# Extracted data
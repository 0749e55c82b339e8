//! Coalescing of nullable storage columns into domain values.
//!
//! The domain model has no notion of an absent value, only of an empty one.
//! Every nullable column passes through [`Coalesce`] at the decode boundary
//! so that `NULL` never leaks past the adapters.

use chrono::{DateTime, SecondsFormat, Utc};

/// Converts an optional column value into its domain representation.
pub trait Coalesce {
    /// Domain value produced for this column type.
    type Output;

    /// Returns the present value, or the type's zero value when absent.
    fn coalesce(self) -> Self::Output;
}

impl Coalesce for Option<String> {
    type Output = String;

    fn coalesce(self) -> String {
        self.unwrap_or_default()
    }
}

impl Coalesce for Option<i32> {
    type Output = i32;

    fn coalesce(self) -> i32 {
        self.unwrap_or_default()
    }
}

impl Coalesce for Option<i64> {
    type Output = i64;

    fn coalesce(self) -> i64 {
        self.unwrap_or_default()
    }
}

impl Coalesce for Option<bool> {
    type Output = bool;

    fn coalesce(self) -> bool {
        self.unwrap_or_default()
    }
}

/// Timestamps render as RFC 3339 with second precision and a `Z` suffix.
impl Coalesce for Option<DateTime<Utc>> {
    type Output = String;

    fn coalesce(self) -> String {
        self.map(|at| format_timestamp(&at)).unwrap_or_default()
    }
}

/// Renders a timestamp the way it appears on the wire.
#[must_use]
pub fn format_timestamp(at: &DateTime<Utc>) -> String {
    at.to_rfc3339_opts(SecondsFormat::Secs, true)
}
//! Application services for broadcast content.

mod feed;

pub use feed::{
    Aggregate, BroadcastFeed, BroadcastFeedService, Degradation, FeedPolicy, FeedServiceError,
    FeedServiceResult,
};
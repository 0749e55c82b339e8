//! Prints the assembled feed of one broadcast as JSON.
//!
//! Usage:
//!
//! ```text
//! feed_dump [--config PATH] [--database-url URL] [--strict] ARTICLE_ID
//! ```
//!
//! Log output goes to stderr and honours `RUST_LOG` (default `info`).

use broadcast_content::config::{ConfigError, ContentConfig};
use broadcast_content::content::{
    adapters::postgres::PostgresContentRepository,
    services::{BroadcastFeedService, FeedPolicy, FeedServiceError},
};
use clap::Parser;
use std::io::{self, Write};
use std::path::PathBuf;
use std::process::ExitCode;
use std::sync::Arc;
use thiserror::Error;
use tracing::error;
use tracing_subscriber::EnvFilter;

/// Command-line arguments.
#[derive(Debug, Parser)]
#[command(name = "feed_dump", about = "Print a broadcast feed as JSON")]
struct Cli {
    /// TOML configuration file.
    #[arg(long)]
    config: Option<PathBuf>,

    /// `PostgreSQL` URL; overrides the configuration file and environment.
    #[arg(long)]
    database_url: Option<String>,

    /// Fail instead of printing a feed with undecodable rows.
    #[arg(long)]
    strict: bool,

    /// Article id of the broadcast.
    article_id: String,
}

/// Errors that end the command.
#[derive(Debug, Error)]
enum DumpError {
    #[error(transparent)]
    Config(#[from] ConfigError),
    #[error(transparent)]
    Feed(#[from] FeedServiceError),
    #[error("failed to encode feed: {0}")]
    Encode(#[from] serde_json::Error),
    #[error("failed to write feed: {0}")]
    Write(#[from] io::Error),
}

#[tokio::main]
async fn main() -> ExitCode {
    tracing_subscriber::fmt()
        .with_env_filter(
            EnvFilter::try_from_default_env().unwrap_or_else(|_| EnvFilter::new("info")),
        )
        .with_writer(io::stderr)
        .init();

    match run(Cli::parse()).await {
        Ok(()) => ExitCode::SUCCESS,
        Err(err) => {
            error!(error = %err, "feed_dump failed");
            ExitCode::FAILURE
        }
    }
}

async fn run(cli: Cli) -> Result<(), DumpError> {
    let mut config = ContentConfig::load(cli.config.as_deref())?;
    if let Some(url) = cli.database_url {
        config.database_url = url;
    }
    let policy = if cli.strict {
        FeedPolicy::RejectDegraded
    } else {
        config.feed_policy()
    };

    let pool = config.build_pool()?;
    let service = BroadcastFeedService::new(Arc::new(PostgresContentRepository::new(pool)), policy);
    let feed = service.load_feed(&cli.article_id).await?;

    let mut stdout = io::stdout().lock();
    serde_json::to_writer_pretty(&mut stdout, &feed)?;
    writeln!(stdout)?;
    Ok(())
}
//! Broadcast metadata record.

use super::Coalesce;
use chrono::{DateTime, Utc};
use serde::{Deserialize, Serialize};

/// Metadata describing one broadcast.
///
/// Exactly one record exists per article identifier. The `Default` value is
/// the zero-value record returned when the broadcast is unknown.
#[derive(Debug, Clone, Default, PartialEq, Eq, Serialize, Deserialize)]
#[serde(rename_all = "camelCase", default)]
pub struct BroadcastInfo {
    /// Internal broadcast identifier.
    pub id: i64,
    /// Headline of the broadcast.
    pub subject: String,
    /// Introductory description.
    pub description: String,
    /// Effective start time, see [`effective_time`].
    pub start_time: String,
    /// Effective end time, see [`effective_time`].
    pub end_time: String,
    /// Short language code from the customer signup settings.
    pub language_code: String,
    /// Whether the header carousel is shown.
    pub enable_carousel: bool,
    /// Whether long posts collapse automatically.
    pub auto_collapse: bool,
    /// Default sort order of the feed (`asc` or `desc`).
    pub default_order: String,
    /// Deletion timestamp, empty while the broadcast is live.
    pub deleted_at_time: String,
    /// Whether the description is displayed.
    pub show_description: bool,
    /// Whether the sport scoreboard panel is displayed.
    pub has_sports_panel: bool,
    /// Whether the client scrolls to new posts automatically.
    pub autoscroll: bool,
    /// Whether comments are enabled.
    pub has_comments: bool,
    /// Whether registered platform users may comment.
    pub allow_ifr_comments: bool,
    /// Whether guests may comment.
    pub allow_anon_comments: bool,
    /// Whether guests must supply an email address.
    pub anon_comment_require_email: bool,
    /// Whether guests must accept the user terms.
    pub anon_comment_accept_terms: bool,
    /// Version of the user terms guests accept.
    pub user_terms_version: String,
    /// Owning customer.
    pub customer_id: i64,
    /// Whether the broadcast is archived automatically.
    pub auto_archive: bool,
    /// Short name of the owning customer.
    pub customer_shortname: String,
    /// Days after which the broadcast is archived.
    pub archive_after_days: i32,
    /// Embed script snippet.
    #[serde(rename = "embedJS")]
    pub embed_js: String,
    /// Embed markup snippet.
    #[serde(rename = "embedHTML")]
    pub embed_html: String,
    /// Whether the client opens in expanded mode.
    pub expanded_mode: bool,
    /// Number of posts shown before paging.
    pub posts_to_show: i32,
    /// Whether the broadcast is syndicated to partner sites.
    pub syndicate: bool,
}

impl BroadcastInfo {
    /// Returns `true` for the zero-value record of an unknown broadcast.
    #[must_use]
    pub fn is_unknown(&self) -> bool {
        *self == Self::default()
    }
}

/// Resolves an effective schedule time.
///
/// The broadcast-specific override wins over everything, including a
/// cancelled or deleted broadcast. Without an override the scheduled time is
/// used unless the broadcast is deleted. Absent values coalesce to `""`.
#[must_use]
pub fn effective_time(
    override_at: Option<DateTime<Utc>>,
    scheduled_at: Option<DateTime<Utc>>,
    is_deleted: bool,
) -> String {
    override_at
        .or_else(|| scheduled_at.filter(|_| !is_deleted))
        .coalesce()
}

# Your objective
The answer must reproduce every record exactly.

# Your solution
repository 0749e55c82b339e8
//! Coalescing of nullable storage columns into domain values.
//!
//! The domain model has no notion of an absent value, only of an empty one.
//! Every nullable column passes through [`Coalesce`] at the decode boundary
//! so that `NULL` never leaks past the adapters.

use chrono::{DateTime, SecondsFormat, Utc};

/// Converts an optional column value into its domain representation.
pub trait Coalesce {
    /// Domain value produced for this column type.
    type Output;

    /// Returns the present value, or the type's zero value when absent.
    fn coalesce(self) -> Self::Output;
}

impl Coalesce for Option<String> {
    type Output = String;

    fn coalesce(self) -> String {
        self.unwrap_or_default()
    }
}

impl Coalesce for Option<i32> {
    type Output = i32;

    fn coalesce(self) -> i32 {
        self.unwrap_or_default()
    }
}

impl Coalesce for Option<i64> {
    type Output = i64;

    fn coalesce(self) -> i64 {
        self.unwrap_or_default()
    }
}

impl Coalesce for Option<bool> {
    type Output = bool;

    fn coalesce(self) -> bool {
        self.unwrap_or_default()
    }
}

/// Timestamps render as RFC 3339 with second precision and a `Z` suffix.
impl Coalesce for Option<DateTime<Utc>> {
    type Output = String;

    fn coalesce(self) -> String {
        self.map(|at| format_timestamp(&at)).unwrap_or_default()
    }
}

/// Renders a timestamp the way it appears on the wire.
#[must_use]
pub fn format_timestamp(at: &DateTime<Utc>) -> String {
    at.to_rfc3339_opts(SecondsFormat::Secs, true)
}
//! Application services for broadcast content.

mod feed;

pub use feed::{
    Aggregate, BroadcastFeed, BroadcastFeedService, Degradation, FeedPolicy, FeedServiceError,
    FeedServiceResult,
};
repository 0749e55c82b339e8
//! Prints the assembled feed of one broadcast as JSON.
//!
//! Usage:
//!
//! ```text
//! feed_dump [--config PATH] [--database-url URL] [--strict] ARTICLE_ID
//! ```
//!
//! Log output goes to stderr and honours `RUST_LOG` (default `info`).

use broadcast_content::config::{ConfigError, ContentConfig};
use broadcast_content::content::{
    adapters::postgres::PostgresContentRepository,
    services::{BroadcastFeedService, FeedPolicy, FeedServiceError},
};
use clap::Parser;
use std::io::{self, Write};
use std::path::PathBuf;
use std::process::ExitCode;
use std::sync::Arc;
use thiserror::Error;
use tracing::error;
use tracing_subscriber::EnvFilter;

/// Command-line arguments.
#[derive(Debug, Parser)]
#[command(name = "feed_dump", about = "Print a broadcast feed as JSON")]
struct Cli {
    /// TOML configuration file.
    #[arg(long)]
    config: Option<PathBuf>,

    /// `PostgreSQL` URL; overrides the configuration file and environment.
    #[arg(long)]
    database_url: Option<String>,

    /// Fail instead of printing a feed with undecodable rows.
    #[arg(long)]
    strict: bool,

    /// Article id of the broadcast.
    article_id: String,
}

/// Errors that end the command.
#[derive(Debug, Error)]
enum DumpError {
    #[error(transparent)]
    Config(#[from] ConfigError),
    #[error(transparent)]
    Feed(#[from] FeedServiceError),
    #[error("failed to encode feed: {0}")]
    Encode(#[from] serde_json::Error),
    #[error("failed to write feed: {0}")]
    Write(#[from] io::Error),
}

#[tokio::main]
async fn main() -> ExitCode {
    tracing_subscriber::fmt()
        .with_env_filter(
            EnvFilter::try_from_default_env().unwrap_or_else(|_| EnvFilter::new("info")),
        )
        .with_writer(io::stderr)
        .init();

    match run(Cli::parse()).await {
        Ok(()) => ExitCode::SUCCESS,
        Err(err) => {
            error!(error = %err, "feed_dump failed");
            ExitCode::FAILURE
        }
    }
}

async fn run(cli: Cli) -> Result<(), DumpError> {
    let mut config = ContentConfig::load(cli.config.as_deref())?;
    if let Some(url) = cli.database_url {
        config.database_url = url;
    }
    let policy = if cli.strict {
        FeedPolicy::RejectDegraded
    } else {
        config.feed_policy()
    };

    let pool = config.build_pool()?;
    let service = BroadcastFeedService::new(Arc::new(PostgresContentRepository::new(pool)), policy);
    let feed = service.load_feed(&cli.article_id).await?;

    let mut stdout = io::stdout().lock();
    serde_json::to_writer_pretty(&mut stdout, &feed)?;
    writeln!(stdout)?;
    Ok(())
}
//! Broadcast metadata record.

use super::Coalesce;
use chrono::{DateTime, Utc};
use serde::{Deserialize, Serialize};

/// Metadata describing one broadcast.
///
/// Exactly one record exists per article identifier. The `Default` value is
/// the zero-value record returned when the broadcast is unknown.
#[derive(Debug, Clone, Default, PartialEq, Eq, Serialize, Deserialize)]
#[serde(rename_all = "camelCase", default)]
pub struct BroadcastInfo {
    /// Internal broadcast identifier.
    pub id: i64,
    /// Headline of the broadcast.
    pub subject: String,
    /// Introductory description.
    pub description: String,
    /// Effective start time, see [`effective_time`].
    pub start_time: String,
    /// Effective end time, see [`effective_time`].
    pub end_time: String,
    /// Short language code from the customer signup settings.
    pub language_code: String,
    /// Whether the header carousel is shown.
    pub enable_carousel: bool,
    /// Whether long posts collapse automatically.
    pub auto_collapse: bool,
    /// Default sort order of the feed (`asc` or `desc`).
    pub default_order: String,
    /// Deletion timestamp, empty while the broadcast is live.
    pub deleted_at_time: String,
    /// Whether the description is displayed.
    pub show_description: bool,
    /// Whether the sport scoreboard panel is displayed.
    pub has_sports_panel: bool,
    /// Whether the client scrolls to new posts automatically.
    pub autoscroll: bool,
    /// Whether comments are enabled.
    pub has_comments: bool,
    /// Whether registered platform users may comment.
    pub allow_ifr_comments: bool,
    /// Whether guests may comment.
    pub allow_anon_comments: bool,
    /// Whether guests must supply an email address.
    pub anon_comment_require_email: bool,
    /// Whether guests must accept the user terms.
    pub anon_comment_accept_terms: bool,
    /// Version of the user terms guests accept.
    pub user_terms_version: String,
    /// Owning customer.
    pub customer_id: i64,
    /// Whether the broadcast is archived automatically.
    pub auto_archive: bool,
    /// Short name of the owning customer.
    pub customer_shortname: String,
    /// Days after which the broadcast is archived.
    pub archive_after_days: i32,
    /// Embed script snippet.
    #[serde(rename = "embedJS")]
    pub embed_js: String,
    /// Embed markup snippet.
    #[serde(rename = "embedHTML")]
    pub embed_html: String,
    /// Whether the client opens in expanded mode.
    pub expanded_mode: bool,
    /// Number of posts shown before paging.
    pub posts_to_show: i32,
    /// Whether the broadcast is syndicated to partner sites.
    pub syndicate: bool,
}

impl BroadcastInfo {
    /// Returns `true` for the zero-value record of an unknown broadcast.
    #[must_use]
    pub fn is_unknown(&self) -> bool {
        *self == Self::default()
    }
}

/// Resolves an effective schedule time.
///
/// The broadcast-specific override wins over everything, including a
/// cancelled or deleted broadcast. Without an override the scheduled time is
/// used unless the broadcast is deleted. Absent values coalesce to `""`.
#[must_use]
pub fn effective_time(
    override_at: Option<DateTime<Utc>>,
    scheduled_at: Option<DateTime<Utc>>,
    is_deleted: bool,
) -> String {
    override_at
        .or_else(|| scheduled_at.filter(|_| !is_deleted))
        .coalesce()
}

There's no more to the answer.